As some are quick to say "If you don't test, it will come back and haunt you and show up in your sunkissed project," the reverse can be said, "If you test for a year...or even 4 years, it can still come back and haunt you and show up in your sunkissed project." All you are doing is playing with the probability of it showing up later down the road. The fact of the matter is, the chance of it being there will ALWAYS be there.
And they are very studiously ignoring the FACT that the SG gene is NOT limited to only Sunkisseds. To claim that by ONLY testing Sunkisseds with even 100 percent compliant testing of
all Sunkisseds and Sunkissed carriers, and culling out ALL such Sunkissed stock carrying the SG gene will completely eliminate it from the gene pool of corn snakes is incredibly foolish and myopic. Listen up: That regimen will make absolutely NO difference whatsoever. The barn door has been open for years. The horses have fled, been running full tilt to the four corners of the earth, and been gone long enough that you might as well just burn down the barn. They are NEVER coming back now. Not unless you are perfectly willing to completely kill off a substantial portion of the population of corn snakes (meaning currently existing animals and a BOATLOAD of future born babies) in the process.
Anyone who thinks otherwise is just sticking their head in the sand.
So, get REAL, please. Use REAL facts along with some logical extrapolation of what those facts are showing you to come to a sound well reasoned TRUTHFUL and ACCURATE image of the situation. The INSTANT the first animal in Kathy's collection became a heterozygous carrier of this mutated gene, and that animal was bred to others and those animals sold (some of which were carrying the gene heterozygously, and therefore hidden, since certainly Kathy would never have sold any animals visibly exhibiting the symptoms of SG), it was very quickly spread around enough that there is NO chance now of eliminating it completely. The population carrying SG increased EXPONENTIALLY from that moment on.

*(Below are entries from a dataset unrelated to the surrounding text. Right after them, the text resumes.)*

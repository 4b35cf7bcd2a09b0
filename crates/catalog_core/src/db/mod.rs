//! SQLite storage bootstrap, schema migrations and the shared store handle.
//!
//! # Responsibility
//! - Open and configure SQLite connections for the catalog core.
//! - Apply schema migrations in deterministic order.
//! - Hand out pooled, migrated connections process-wide through `CatalogDb`.
//!
//! # Invariants
//! - Migration version is tracked via `PRAGMA user_version`.
//! - Core code must not read/write catalog data before migrations succeed.
//! - A `CatalogDb` only ever wraps a pool over a fully migrated database.
//! - File databases run in WAL mode so readers never wait on writers.

use r2d2::{Pool, PooledConnection};
use r2d2_sqlite::SqliteConnectionManager;
use rusqlite::Connection;
use std::error::Error;
use std::fmt::{Display, Formatter};

pub mod connect;
pub mod migrations;
mod open;

pub use connect::{retry_with_backoff, ConnectionError, ConnectionManager, RetryPolicy};
pub use open::{open_db, open_db_in_memory, open_pool};

pub type DbResult<T> = Result<T, DbError>;
pub type SqlitePool = Pool<SqliteConnectionManager>;
pub type PooledConn = PooledConnection<SqliteConnectionManager>;

#[derive(Debug)]
pub enum DbError {
    Sqlite(rusqlite::Error),
    UnsupportedSchemaVersion {
        db_version: u32,
        latest_supported: u32,
    },
    UninitializedConnection {
        expected_version: u32,
        actual_version: u32,
    },
    MissingRequiredTable(&'static str),
    /// The pool could not be built or no connection was handed out in time.
    Pool(r2d2::Error),
}

impl Display for DbError {
    fn fmt(&self, f: &mut Formatter<'_>) -> std::fmt::Result {
        match self {
            Self::Sqlite(err) => write!(f, "{err}"),
            Self::UnsupportedSchemaVersion {
                db_version,
                latest_supported,
            } => write!(
                f,
                "database schema version {db_version} is newer than supported {latest_supported}"
            ),
            Self::UninitializedConnection {
                expected_version,
                actual_version,
            } => write!(
                f,
                "connection schema version {actual_version} does not match expected {expected_version}"
            ),
            Self::MissingRequiredTable(table) => write!(f, "required table `{table}` is missing"),
            Self::Pool(err) => write!(f, "connection pool: {err}"),
        }
    }
}

impl Error for DbError {
    fn source(&self) -> Option<&(dyn Error + 'static)> {
        match self {
            Self::Sqlite(err) => Some(err),
            Self::Pool(err) => Some(err),
            _ => None,
        }
    }
}

impl From<rusqlite::Error> for DbError {
    fn from(value: rusqlite::Error) -> Self {
        Self::Sqlite(value)
    }
}

impl From<r2d2::Error> for DbError {
    fn from(value: r2d2::Error) -> Self {
        Self::Pool(value)
    }
}

const REQUIRED_TABLES: [&str; 3] = ["singers", "albums", "tracks"];

/// Process-wide handle to the pooled catalog database.
///
/// Cloning is cheap; all clones share one pool.
#[derive(Clone)]
pub struct CatalogDb {
    pool: SqlitePool,
}

impl CatalogDb {
    /// Opens `connection_string` behind a pool of at most `pool_size` connections.
    ///
    /// `:memory:` databases are private to one connection, so their pool holds exactly one.
    pub fn open(connection_string: &str, pool_size: u32) -> DbResult<Self> {
        Self::try_new(open_pool(connection_string, pool_size)?)
    }

    /// Opens a private in-memory catalog with migrations applied.
    pub fn open_in_memory() -> DbResult<Self> {
        Self::open(":memory:", 1)
    }

    /// Wraps a pool after checking its database carries the current schema.
    pub fn try_new(pool: SqlitePool) -> DbResult<Self> {
        {
            let conn = pool.get()?;
            ensure_connection_ready(&conn)?;
        }
        Ok(Self { pool })
    }

    pub fn pool_size(&self) -> u32 {
        self.pool.max_size()
    }

    /// Checks out one connection for one unit of work.
    pub fn conn(&self) -> DbResult<PooledConn> {
        Ok(self.pool.get()?)
    }

    /// Runs `f` against a plain (non-transactional) session.
    pub fn with_session<T, E>(&self, f: impl FnOnce(&Connection) -> Result<T, E>) -> Result<T, E>
    where
        E: From<DbError>,
    {
        let conn = self.conn()?;
        f(&conn)
    }
}

fn ensure_connection_ready(conn: &Connection) -> DbResult<()> {
    let expected_version = migrations::latest_version();
    let actual_version = migrations::current_user_version(conn)?;
    if actual_version != expected_version {
        return Err(DbError::UninitializedConnection {
            expected_version,
            actual_version,
        });
    }

    for table in REQUIRED_TABLES {
        let exists: i64 = conn.query_row(
            "SELECT EXISTS(
                SELECT 1
                FROM sqlite_master
                WHERE type = 'table' AND name = ?1
            );",
            [table],
            |row| row.get(0),
        )?;
        if exists != 1 {
            return Err(DbError::MissingRequiredTable(table));
        }
    }

    Ok(())
}
//! SQLite migration registry and executor.
//!
//! # Responsibility
//! - Register schema migrations in strictly increasing order.
//! - Apply pending migrations atomically.
//!
//! # Invariants
//! - `version` values must remain monotonic.
//! - Applied migration version is mirrored to `PRAGMA user_version`.

use crate::db::{DbError, DbResult};
use log::info;
use rusqlite::Connection;

#[derive(Debug, Clone, Copy)]
struct Migration {
    version: u32,
    sql: &'static str,
}

const MIGRATIONS: &[Migration] = &[
    Migration {
        version: 1,
        sql: include_str!("0001_catalog.sql"),
    },
    Migration {
        version: 2,
        sql: include_str!("0002_lookup_indexes.sql"),
    },
];

/// Returns the latest migration version known by this binary.
pub fn latest_version() -> u32 {
    MIGRATIONS.last().map_or(0, |migration| migration.version)
}

/// Applies all pending migrations on the provided connection.
pub fn apply_migrations(conn: &mut Connection) -> DbResult<()> {
    let current_version = current_user_version(conn)?;
    let latest = latest_version();

    if current_version > latest {
        return Err(DbError::UnsupportedSchemaVersion {
            db_version: current_version,
            latest_supported: latest,
        });
    }

    if current_version == latest {
        return Ok(());
    }

    let tx = conn.transaction()?;
    for migration in MIGRATIONS {
        if migration.version <= current_version {
            continue;
        }

        tx.execute_batch(migration.sql)?;
        tx.execute_batch(&format!("PRAGMA user_version = {};", migration.version))?;
    }
    tx.commit()?;

    info!(
        "event=db_migrate module=db status=ok from_version={} to_version={}",
        current_version, latest
    );
    Ok(())
}

pub(crate) fn current_user_version(conn: &Connection) -> DbResult<u32> {
    let version = conn.query_row("PRAGMA user_version;", [], |row| row.get::<_, u32>(0))?;
    Ok(version)
}
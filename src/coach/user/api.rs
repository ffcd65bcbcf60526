//! 用户 HTTP API 客户端
//!
//! 负责用户资料相关的 HTTP 请求

use crate::coach::types::{handle_empty_response, handle_optional_response};
use crate::coach::user::models::{SelfAssessment, UserProfile};
use crate::coach::user::types::CreateUserRequest;
use anyhow::{Context, Result};
use tracing::{debug, info};

/// 用户相关的 HTTP API 客户端
#[derive(Clone)]
pub struct UserApi {
    client: reqwest::Client,
    api_base_url: String,
}

impl UserApi {
    pub fn new(client: reqwest::Client, api_base_url: String) -> Self {
        Self {
            client,
            api_base_url,
        }
    }

    /// 创建用户
    pub async fn create_user(&self, req: &CreateUserRequest) -> Result<()> {
        let url = format!("{}/api/users", self.api_base_url);

        info!("[UserAPI] 📡 请求创建用户");
        debug!("[UserAPI]   请求URL: {}", url);
        debug!(
            "[UserAPI]   用户ID: {}, 含自我评估: {}",
            req.user_id,
            req.self_assessment.is_some()
        );

        let response = self
            .client
            .post(&url)
            .json(req)
            .send()
            .await
            .context("请求失败")?;

        handle_empty_response(response, "创建用户").await?;
        info!("[UserAPI] ✅ 用户创建成功: {}", req.user_id);
        Ok(())
    }

    /// 获取用户资料；404 表示用户尚未创建，返回 None
    pub async fn get_user(&self, user_id: &str) -> Result<Option<UserProfile>> {
        let url = format!("{}/api/users/{}", self.api_base_url, user_id);

        info!("[UserAPI] 📡 请求用户资料");
        debug!("[UserAPI]   请求URL: {}", url);
        debug!("[UserAPI]   用户ID: {}", user_id);

        let response = self
            .client
            .get(&url)
            .send()
            .await
            .context("请求失败")?;

        let profile: Option<UserProfile> =
            handle_optional_response(response, "获取用户资料").await?;
        if profile.is_none() {
            info!("[UserAPI] 用户不存在: {}", user_id);
        }
        Ok(profile)
    }

    /// 更新自我评估
    pub async fn update_assessment(
        &self,
        user_id: &str,
        assessment: &SelfAssessment,
    ) -> Result<()> {
        let url = format!("{}/api/users/{}/assessment", self.api_base_url, user_id);

        info!("[UserAPI] 📡 请求更新自我评估");
        debug!("[UserAPI]   请求URL: {}", url);
        debug!("[UserAPI]   用户ID: {}", user_id);

        let response = self
            .client
            .put(&url)
            .json(assessment)
            .send()
            .await
            .context("请求失败")?;

        handle_empty_response(response, "更新自我评估").await
    }
}
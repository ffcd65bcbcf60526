//! 用户本地模型定义

use crate::coach::serialization::{deserialize_timestamp, deserialize_vec_or_null};
use chrono::{DateTime, Utc};
use serde::{Deserialize, Serialize};

/// 自我评估（全部字段可选，未填写的字段不发送）
#[derive(Debug, Clone, Default, PartialEq, Serialize, Deserialize)]
pub struct SelfAssessment {
    #[serde(default, skip_serializing_if = "Option::is_none")]
    pub personality_type: Option<String>,
    #[serde(default, skip_serializing_if = "Option::is_none")]
    pub love_language: Option<String>,
    #[serde(default, skip_serializing_if = "Option::is_none")]
    pub communication_style: Option<String>,
    #[serde(
        default,
        deserialize_with = "deserialize_vec_or_null",
        skip_serializing_if = "Vec::is_empty"
    )]
    pub emotional_patterns: Vec<String>,
    #[serde(
        default,
        deserialize_with = "deserialize_vec_or_null",
        skip_serializing_if = "Vec::is_empty"
    )]
    pub strengths: Vec<String>,
    #[serde(
        default,
        deserialize_with = "deserialize_vec_or_null",
        skip_serializing_if = "Vec::is_empty"
    )]
    pub growth_areas: Vec<String>,
}

impl SelfAssessment {
    /// 是否一个字段都没有填写
    pub fn is_empty(&self) -> bool {
        self.personality_type.is_none()
            && self.love_language.is_none()
            && self.communication_style.is_none()
            && self.emotional_patterns.is_empty()
            && self.strengths.is_empty()
            && self.growth_areas.is_empty()
    }

    /// 空评估视为 None，保证请求体里不出现空对象
    pub fn into_option(self) -> Option<Self> {
        if self.is_empty() {
            None
        } else {
            Some(self)
        }
    }
}

/// 用户资料（服务器返回）
#[derive(Debug, Clone, PartialEq, Serialize, Deserialize)]
pub struct UserProfile {
    #[serde(alias = "id")]
    pub user_id: String,
    #[serde(default)]
    pub name: String,
    #[serde(default)]
    pub email: String,
    #[serde(default, skip_serializing_if = "Option::is_none")]
    pub self_assessment: Option<SelfAssessment>,
    #[serde(
        default,
        deserialize_with = "deserialize_timestamp",
        skip_serializing_if = "Option::is_none"
    )]
    pub created_at: Option<DateTime<Utc>>,
}

impl UserProfile {
    /// 聊天和建议请求中携带的自我评估，空评估不发送
    pub fn assessment(&self) -> Option<SelfAssessment> {
        self.self_assessment
            .clone()
            .and_then(SelfAssessment::into_option)
    }
}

I have sold MANY, MANY animals that were carriers of Caramel, Lavender, Ashy/Cinder, etc., as the original source of those genes, into the market before I ever even realized I had such genes in my stock. Unless you get an animal that spontaneously mutates to be homozygous for a new genetic trait, that gene will be hidden and quite likely spread around YEARS before you ever even realize that you have a new gene that cropped up. So Kathy was very likely unknowingly selling SG carriers long before she ever saw it exhibit itself in any of her own animals.
So you CAN'T get rid of SG now, nor EVER. Not without taking extremely drastic measures that most people will not have the stomach for. The solution would HAVE to be: KILL THEM ALL. And unless you have absolutely 100 percent compliance with this draconian testing methodology, the testing net will NEVER catch them all, and all of those dead corn snakes will be absolutely for nothing. All it would take is one carrier surviving and producing offspring that get sold into the marketplace, and you are right back to where this all started. So DILUTE it by strict outcrossing to where it becomes rare and irrelevant. Don't breed siblings together. Try to get stock from several different sources. Create parallel lines for any project you work with. Make a sensible plan to deal with this problem and then stick to it.
Seriously, there really is NO other rational way to deal with this.